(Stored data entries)

**********

use serde::{Deserialize, Serialize};
use std::collections::BTreeSet;
use std::fmt;
use std::str::FromStr;
use utoipa::ToSchema;
use uuid::Uuid;

/// Pipeline status that triggers a conversion sync.
#[derive(Debug, Clone, Copy, PartialEq, Eq, Hash, PartialOrd, Ord, Serialize, Deserialize, ToSchema)]
#[serde(rename_all = "lowercase")]
pub enum TargetStatus {
    Qualified,
    Won,
    Lost,
}

impl TargetStatus {
    pub const ALL: [TargetStatus; 3] = [TargetStatus::Qualified, TargetStatus::Won, TargetStatus::Lost];

    /// Plain word used to match pipeline column titles.
    pub fn label(&self) -> &'static str {
        match self {
            TargetStatus::Qualified => "qualified",
            TargetStatus::Won => "won",
            TargetStatus::Lost => "lost",
        }
    }

    /// Analytics event name emitted for this status.
    pub fn analytics_event_name(&self) -> &'static str {
        match self {
            TargetStatus::Qualified => "lead_qualified",
            TargetStatus::Won => "lead_won",
            TargetStatus::Lost => "lead_lost",
        }
    }

    /// Whether advertising platforms treat this status as a conversion.
    pub fn is_conversion(&self) -> bool {
        !matches!(self, TargetStatus::Lost)
    }
}

impl fmt::Display for TargetStatus {
    fn fmt(&self, f: &mut fmt::Formatter<'_>) -> fmt::Result {
        f.write_str(self.label())
    }
}

impl FromStr for TargetStatus {
    type Err = String;

    fn from_str(s: &str) -> Result<Self, Self::Err> {
        match s.trim().to_lowercase().as_str() {
            "qualified" => Ok(TargetStatus::Qualified),
            "won" => Ok(TargetStatus::Won),
            "lost" => Ok(TargetStatus::Lost),
            other => Err(format!(
                "Unknown status '{}' (expected qualified, won or lost)",
                other
            )),
        }
    }
}

/// Downstream sync target.
///
/// Declaration order is the display order used for aggregation and reports.
#[derive(Debug, Clone, Copy, PartialEq, Eq, Hash, PartialOrd, Ord, Serialize, Deserialize, ToSchema)]
#[serde(rename_all = "snake_case")]
pub enum PlatformName {
    GoogleAds,
    MetaAds,
    MicrosoftAds,
    GoogleAnalytics,
}

impl PlatformName {
    pub const ALL: [PlatformName; 4] = [
        PlatformName::GoogleAds,
        PlatformName::MetaAds,
        PlatformName::MicrosoftAds,
        PlatformName::GoogleAnalytics,
    ];

    pub fn display_name(&self) -> &'static str {
        match self {
            PlatformName::GoogleAds => "Google Ads",
            PlatformName::MetaAds => "Meta Ads",
            PlatformName::MicrosoftAds => "Microsoft Ads",
            PlatformName::GoogleAnalytics => "Google Analytics",
        }
    }

    /// Advertising platforms only receive conversion events; analytics receives everything.
    pub fn is_ad_platform(&self) -> bool {
        !matches!(self, PlatformName::GoogleAnalytics)
    }
}

impl fmt::Display for PlatformName {
    fn fmt(&self, f: &mut fmt::Formatter<'_>) -> fmt::Result {
        f.write_str(self.display_name())
    }
}

/// Click identifiers attached to a lead by the campaign that brought it in.
#[derive(Debug, Clone, Default, PartialEq, Eq, Serialize, Deserialize, ToSchema)]
pub struct Attribution {
    /// Google click id (gclid).
    pub gclid: Option<String>,
    /// Meta click id (fbclid).
    pub fbclid: Option<String>,
    /// Microsoft click id (msclkid).
    pub msclkid: Option<String>,
}

impl Attribution {
    /// Identifier carried for an advertising platform, if any.
    pub fn click_id(&self, platform: PlatformName) -> Option<&str> {
        let value = match platform {
            PlatformName::GoogleAds => self.gclid.as_deref(),
            PlatformName::MetaAds => self.fbclid.as_deref(),
            PlatformName::MicrosoftAds => self.msclkid.as_deref(),
            PlatformName::GoogleAnalytics => None,
        };
        value.filter(|v| !v.trim().is_empty())
    }
}

/// Lead record as loaded from the lead store.
#[derive(Debug, Clone, PartialEq, Serialize, Deserialize, sqlx::FromRow)]
pub struct Lead {
    pub id: Uuid,
    pub org_id: Uuid,
    pub name: String,
    pub email: Option<String>,
    pub phone: Option<String>,
    pub stage_id: Option<Uuid>,
    pub gclid: Option<String>,
    pub fbclid: Option<String>,
    pub msclkid: Option<String>,
    pub deal_value: Option<f64>,
    pub currency: Option<String>,
}

impl Lead {
    pub fn attribution(&self) -> Attribution {
        Attribution {
            gclid: self.gclid.clone(),
            fbclid: self.fbclid.clone(),
            msclkid: self.msclkid.clone(),
        }
    }
}

/// One request to sync a status change.
#[derive(Debug, Clone, PartialEq, Eq)]
pub struct SyncRequest {
    pub lead_id: Uuid,
    pub target_status: TargetStatus,
    pub attribution: Attribution,
}

impl SyncRequest {
    pub fn for_lead(lead: &Lead, target_status: TargetStatus) -> Self {
        Self {
            lead_id: lead.id,
            target_status,
            attribution: lead.attribution(),
        }
    }
}

#[derive(Debug, Clone, Copy, PartialEq, Eq, Serialize, Deserialize, ToSchema)]
#[serde(rename_all = "snake_case")]
pub enum SyncClassification {
    Succeeded,
    Failed,
    /// Integration not configured for this tenant; counted neither way.
    NeutralSkip,
}

/// Result of one adapter call.
#[derive(Debug, Clone, PartialEq, Eq, Serialize, Deserialize, ToSchema)]
pub struct SyncOutcome {
    pub platform: PlatformName,
    pub classification: SyncClassification,
    #[serde(skip_serializing_if = "Option::is_none")]
    pub error_message: Option<String>,
}

impl SyncOutcome {
    pub fn succeeded(platform: PlatformName) -> Self {
        Self {
            platform,
            classification: SyncClassification::Succeeded,
            error_message: None,
        }
    }

    pub fn failed(platform: PlatformName, message: impl Into<String>) -> Self {
        Self {
            platform,
            classification: SyncClassification::Failed,
            error_message: Some(message.into()),
        }
    }

    pub fn neutral_skip(platform: PlatformName) -> Self {
        Self {
            platform,
            classification: SyncClassification::NeutralSkip,
            error_message: None,
        }
    }
}

/// Consolidated view of every outcome of one dispatch.
#[derive(Debug, Clone, Default, PartialEq, Eq, Serialize, Deserialize, ToSchema)]
pub struct AggregatedResult {
    /// Ordered by `PlatformName` declaration order.
    #[schema(value_type = Vec<PlatformName>)]
    pub succeeded_platforms: BTreeSet<PlatformName>,
    #[schema(value_type = Vec<PlatformName>)]
    pub failed_platforms: BTreeSet<PlatformName>,
}

impl AggregatedResult {
    /// True when nothing was synced and nothing failed.
    pub fn is_empty(&self) -> bool {
        self.succeeded_platforms.is_empty() && self.failed_platforms.is_empty()
    }
}

#[derive(Debug, Clone, PartialEq, Eq, Serialize, Deserialize, sqlx::FromRow, ToSchema)]
pub struct PipelineColumn {
    pub id: Uuid,
    pub title: String,
}

/// What the stage transition did.
#[derive(Debug, Clone, Copy, PartialEq, Eq, Serialize, Deserialize, ToSchema)]
#[serde(tag = "kind", rename_all = "snake_case")]
pub enum TransitionOutcome {
    Moved { column_id: Uuid },
    NoMatchingColumn,
}

/// Human-readable summary returned to the caller.
#[derive(Debug, Clone, PartialEq, Eq, Serialize, Deserialize, ToSchema)]
pub struct ReportMessage {
    pub message: String,
    #[serde(skip_serializing_if = "Option::is_none")]
    pub warning: Option<String>,
}

/// Request body for `POST /api/v1/leads/:id/status`.
#[derive(Debug, Clone, Deserialize, ToSchema)]
pub struct StatusChangeRequest {
    /// One of `qualified`, `won`, `lost` (case-insensitive).
    pub status: String,
}

/// Response body for a status change.
#[derive(Debug, Clone, Serialize, ToSchema)]
pub struct StatusChangeResponse {
    pub lead_id: Uuid,
    pub status: TargetStatus,
    pub report: ReportMessage,
    pub synced_platforms: Vec<PlatformName>,
    pub failed_platforms: Vec<PlatformName>,
    pub outcomes: Vec<SyncOutcome>,
    pub transition: Option<TransitionOutcome>,
    #[serde(skip_serializing_if = "Option::is_none")]
    pub transition_error: Option<String>,
}

#[cfg(test)]
mod tests {
    use super::*;

    #[test]
    fn test_status_parsing_is_case_insensitive() {
        assert_eq!("Won".parse::<TargetStatus>(), Ok(TargetStatus::Won));
        assert_eq!(" QUALIFIED ".parse::<TargetStatus>(), Ok(TargetStatus::Qualified));
        assert_eq!("lost".parse::<TargetStatus>(), Ok(TargetStatus::Lost));
        assert!("open".parse::<TargetStatus>().is_err());
    }

    #[test]
    fn test_analytics_event_names() {
        assert_eq!(TargetStatus::Qualified.analytics_event_name(), "lead_qualified");
        assert_eq!(TargetStatus::Won.analytics_event_name(), "lead_won");
        assert_eq!(TargetStatus::Lost.analytics_event_name(), "lead_lost");
    }

    #[test]
    fn test_platform_order_matches_display_order() {
        let mut shuffled = vec![
            PlatformName::GoogleAnalytics,
            PlatformName::MicrosoftAds,
            PlatformName::GoogleAds,
            PlatformName::MetaAds,
        ];
        shuffled.sort();
        assert_eq!(shuffled, PlatformName::ALL.to_vec());
    }

    #[test]
    fn test_blank_click_id_is_absent() {
        let attribution = Attribution {
            gclid: Some("   ".to_string()),
            fbclid: Some("fb.123".to_string()),
            msclkid: None,
        };

        assert_eq!(attribution.click_id(PlatformName::GoogleAds), None);
        assert_eq!(attribution.click_id(PlatformName::MetaAds), Some("fb.123"));
        assert_eq!(attribution.click_id(PlatformName::MicrosoftAds), None);
    }
}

**********

• _Assigned task_
The first line of the entries, the line with "pub fn analytics_event_name(&self)", and every line between them should be retyped exactly, and nothing else.

• _Finished task_
use serde::{Deserialize, Serialize};
use std::collections::BTreeSet;
use std::fmt;
use std::str::FromStr;
use utoipa::ToSchema;
use uuid::Uuid;

/// Pipeline status that triggers a conversion sync.
#[derive(Debug, Clone, Copy, PartialEq, Eq, Hash, PartialOrd, Ord, Serialize, Deserialize, ToSchema)]
#[serde(rename_all = "lowercase")]
pub enum TargetStatus {
    Qualified,
    Won,
    Lost,
}

impl TargetStatus {
    pub const ALL: [TargetStatus; 3] = [TargetStatus::Qualified, TargetStatus::Won, TargetStatus::Lost];

    /// Plain word used to match pipeline column titles.
    pub fn label(&self) -> &'static str {
        match self {
            TargetStatus::Qualified => "qualified",
            TargetStatus::Won => "won",
            TargetStatus::Lost => "lost",
        }
    }

    /// Analytics event name emitted for this status.
    pub fn analytics_event_name(&self) -> &'static str {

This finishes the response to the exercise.